+++ MATERIAL SHOWN
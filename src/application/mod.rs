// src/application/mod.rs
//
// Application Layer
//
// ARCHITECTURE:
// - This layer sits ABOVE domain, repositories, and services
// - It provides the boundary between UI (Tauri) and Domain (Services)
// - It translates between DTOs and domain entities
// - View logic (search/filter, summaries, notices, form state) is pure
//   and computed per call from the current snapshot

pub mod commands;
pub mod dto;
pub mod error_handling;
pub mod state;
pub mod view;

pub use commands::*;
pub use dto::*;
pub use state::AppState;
++++++
+++ MATERIAL SHOWN
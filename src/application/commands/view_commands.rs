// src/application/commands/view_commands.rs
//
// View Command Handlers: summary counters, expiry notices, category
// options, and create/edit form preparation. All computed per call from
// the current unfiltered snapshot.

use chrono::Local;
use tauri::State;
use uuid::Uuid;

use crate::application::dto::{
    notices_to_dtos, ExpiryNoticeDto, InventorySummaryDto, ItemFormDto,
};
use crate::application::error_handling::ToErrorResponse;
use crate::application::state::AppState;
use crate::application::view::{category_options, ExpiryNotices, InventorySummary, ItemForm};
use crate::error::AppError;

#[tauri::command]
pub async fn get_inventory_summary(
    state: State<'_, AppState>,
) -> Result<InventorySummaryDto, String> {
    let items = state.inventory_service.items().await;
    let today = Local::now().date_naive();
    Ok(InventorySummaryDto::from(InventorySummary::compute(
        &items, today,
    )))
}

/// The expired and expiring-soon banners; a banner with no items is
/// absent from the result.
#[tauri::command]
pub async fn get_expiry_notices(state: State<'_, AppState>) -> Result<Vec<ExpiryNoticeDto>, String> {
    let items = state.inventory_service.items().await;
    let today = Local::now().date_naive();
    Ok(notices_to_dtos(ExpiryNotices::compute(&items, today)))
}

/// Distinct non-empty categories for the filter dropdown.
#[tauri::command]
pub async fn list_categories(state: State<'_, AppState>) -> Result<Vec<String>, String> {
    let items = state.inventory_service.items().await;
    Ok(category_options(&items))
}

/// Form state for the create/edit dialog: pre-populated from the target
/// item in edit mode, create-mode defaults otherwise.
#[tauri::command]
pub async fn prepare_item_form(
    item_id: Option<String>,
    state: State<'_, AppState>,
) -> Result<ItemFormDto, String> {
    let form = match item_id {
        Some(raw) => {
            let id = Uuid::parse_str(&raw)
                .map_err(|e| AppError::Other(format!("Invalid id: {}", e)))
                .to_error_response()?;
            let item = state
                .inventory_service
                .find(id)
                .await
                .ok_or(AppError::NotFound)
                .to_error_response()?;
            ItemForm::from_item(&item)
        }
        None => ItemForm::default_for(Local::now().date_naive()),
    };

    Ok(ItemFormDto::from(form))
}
++++++
Return all lines in the entries above that carry the word "crate".

use crate::application::dto::{
use crate::application::error_handling::ToErrorResponse;
use crate::application::state::AppState;
use crate::application::view::{category_options, ExpiryNotices, InventorySummary, ItemForm};
use crate::error::AppError;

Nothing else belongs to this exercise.